ABD, yalnızca Asya-Pasifik bölgesinde 300’den fazla askeri üs kurdu, Çin’in en büyük şehirlerine doğrultulmuş uzun menzilli füze sistemleri yerleştirdi ve Çin’e karşı nükleer savaşı simüle eden ortak tatbikatlar düzenlemek üzere bölgesel müttefikleriyle birlikte hareket etti. Ve daha geçen hafta, federal fonlarla desteklenen Hudson Enstitüsü, Çin hükümetinin çöküşüne dair 128 sayfalık planını yayımladı.
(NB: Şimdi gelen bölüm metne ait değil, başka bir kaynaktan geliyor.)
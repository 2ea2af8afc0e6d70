use clap::Subcommand;
use serde_json::json;
use uuid::Uuid;

use crate::auth::{generate_jwt, validate_jwt, Claims};
use crate::cli::utils::output_success;
use crate::cli::OutputFormat;
use crate::config;

#[derive(Subcommand)]
pub enum TokenCommands {
    #[command(about = "Sign a token for a user")]
    Issue {
        #[arg(long, help = "User id (UUID) carried in the token")]
        user_id: Uuid,
        #[arg(long, help = "Username carried in the token")]
        username: String,
        #[arg(long, help = "Lifetime in hours (defaults to SECURITY_JWT_EXPIRY_HOURS)")]
        hours: Option<u64>,
    },

    #[command(about = "Validate a token and show its claims")]
    Inspect {
        #[arg(help = "Encoded JWT")]
        token: String,
    },
}

pub async fn handle(cmd: TokenCommands, output_format: OutputFormat) -> anyhow::Result<()> {
    let security = &config::config().security;

    match cmd {
        TokenCommands::Issue { user_id, username, hours } => {
            let hours = hours.unwrap_or(security.jwt_expiry_hours);
            let claims = Claims::new(user_id, username, hours);
            let token = generate_jwt(&claims, &security.jwt_secret)?;

            match output_format {
                OutputFormat::Text => println!("{}", token),
                OutputFormat::Json => output_success(
                    &output_format,
                    "Token issued",
                    Some(json!({ "token": token, "expires_at": claims.exp })),
                )?,
            }
            Ok(())
        }
        TokenCommands::Inspect { token } => {
            let claims = validate_jwt(&token, &security.jwt_secret)?;
            output_success(
                &output_format,
                &format!("Token valid for {} ({})", claims.username, claims.user_id),
                Some(json!({ "claims": claims })),
            )
        }
    }
}
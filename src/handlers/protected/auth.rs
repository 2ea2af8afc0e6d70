use axum::Extension;

use crate::auth::AuthUser;
use crate::middleware::{ApiResponse, ApiResult};

/// GET /api/auth/whoami - identity carried by the caller's token
pub async fn whoami(Extension(user): Extension<AuthUser>) -> ApiResult<AuthUser> {
    Ok(ApiResponse::success(user))
}
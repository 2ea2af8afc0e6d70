use chrono::{DateTime, Utc};
use serde::Serialize;
use sqlx::FromRow;
use uuid::Uuid;

/// A user known to the service, registered from token claims on first use
#[derive(Debug, Clone, PartialEq, Serialize, FromRow)]
pub struct UserProfile {
    pub user_id: Uuid,
    pub username: String,
    pub nickname: Option<String>,
    pub created_at: DateTime<Utc>,
    pub updated_at: DateTime<Utc>,
}
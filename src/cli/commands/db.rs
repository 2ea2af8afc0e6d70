use clap::Subcommand;

use crate::cli::utils::output_success;
use crate::cli::OutputFormat;
use crate::config::{self, StoreBackend};
use crate::database::DatabaseManager;

#[derive(Subcommand)]
pub enum DbCommands {
    #[command(about = "Apply pending migrations")]
    Migrate,

    #[command(about = "Check that the database answers")]
    Ping,
}

pub async fn handle(cmd: DbCommands, output_format: OutputFormat) -> anyhow::Result<()> {
    let database = &config::config().database;
    if database.backend == StoreBackend::Memory {
        anyhow::bail!("STORE_BACKEND is memory; nothing to do");
    }

    let pool = DatabaseManager::connect(database).await?;

    match cmd {
        DbCommands::Migrate => {
            DatabaseManager::migrate(&pool).await?;
            output_success(&output_format, "Migrations applied", None)
        }
        DbCommands::Ping => {
            DatabaseManager::health_check(&pool).await?;
            output_success(&output_format, "Database reachable", None)
        }
    }
}
use axum::{
    extract::{Path, State},
    Extension, Json,
};
use uuid::Uuid;

use crate::auth::AuthUser;
use crate::database::models::TripPlanResponse;
use crate::middleware::{ApiResponse, ApiResult};
use crate::services::{AddMemberRequest, CreatePlanRequest};
use crate::state::AppState;

/// POST /api/plans - create a plan owned by the caller
pub async fn plan_post(
    State(state): State<AppState>,
    Extension(user): Extension<AuthUser>,
    Json(request): Json<CreatePlanRequest>,
) -> ApiResult<TripPlanResponse> {
    let plan = state.plans.create(request, &user).await?;
    Ok(ApiResponse::created(TripPlanResponse::from(&plan)))
}

/// GET /api/plans - plans the caller belongs to
pub async fn plan_list(
    State(state): State<AppState>,
    Extension(user): Extension<AuthUser>,
) -> ApiResult<Vec<TripPlanResponse>> {
    let plans = state.plans.list_mine(&user).await?;
    Ok(ApiResponse::success(plans.iter().map(TripPlanResponse::from).collect()))
}

/// GET /api/plans/:plan_id
pub async fn plan_get(
    State(state): State<AppState>,
    Extension(user): Extension<AuthUser>,
    Path(plan_id): Path<Uuid>,
) -> ApiResult<TripPlanResponse> {
    let plan = state.plans.get(plan_id, &user).await?;
    Ok(ApiResponse::success(TripPlanResponse::from(&plan)))
}

/// DELETE /api/plans/:plan_id - owner only; daily plans go with it
pub async fn plan_delete(
    State(state): State<AppState>,
    Extension(user): Extension<AuthUser>,
    Path(plan_id): Path<Uuid>,
) -> ApiResult<()> {
    state.plans.delete(plan_id, &user).await?;
    Ok(ApiResponse::no_content())
}

/// POST /api/plans/:plan_id/members - owner adds a MEMBER
pub async fn member_post(
    State(state): State<AppState>,
    Extension(user): Extension<AuthUser>,
    Path(plan_id): Path<Uuid>,
    Json(request): Json<AddMemberRequest>,
) -> ApiResult<TripPlanResponse> {
    let plan = state.plans.add_member(plan_id, request.user_id, &user).await?;
    Ok(ApiResponse::created(TripPlanResponse::from(&plan)))
}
Batı medyası size Çin’in dünyadaki en saldırgan ülke olduğunu söylüyor, ancak Çin, ABD’nin askeri yığınağına ve savaş çağrısı yapan düşmanca söylemlerine karşı olağanüstü bir itidal göstermiştir. Eğer tam tersi olsaydı — yani Çin, ABD’yi füzelerle, askerlerle ve üslerle kuşatmış olsaydı — ABD bunu çoktan bir savaş eylemi olarak değerlendirmişti. 1962 Küba Füze Krizi’ni hatırlayın; Sovyetler Birliği’nin Küba’ya nükleer füze yerleştirmesi, ABD’yi neredeyse tam ölçekli bir nükleer savaş ilan etme noktasına getirmişti.

Neyse ki, gerçekler ABD’nin savaş propagandasından daha güçlü ve işte o gerçekler: ABD’nin yurt dışında 900’den fazla askeri üssü varken, Çin’in yalnızca bir tane var. ABD, Çin’i 300’den fazla askeri üsle çevrelemiş durumda; buna karşılık Çin’in Batı Yarımküre’de tek bir askeri üssü bile bulunmuyor. ABD, sadece 1991’den bu yana 251 askeri müdahale gerçekleştirdi, oysa Çin son 50 yıldır hiçbir ülkeye müdahalede bulunmadı.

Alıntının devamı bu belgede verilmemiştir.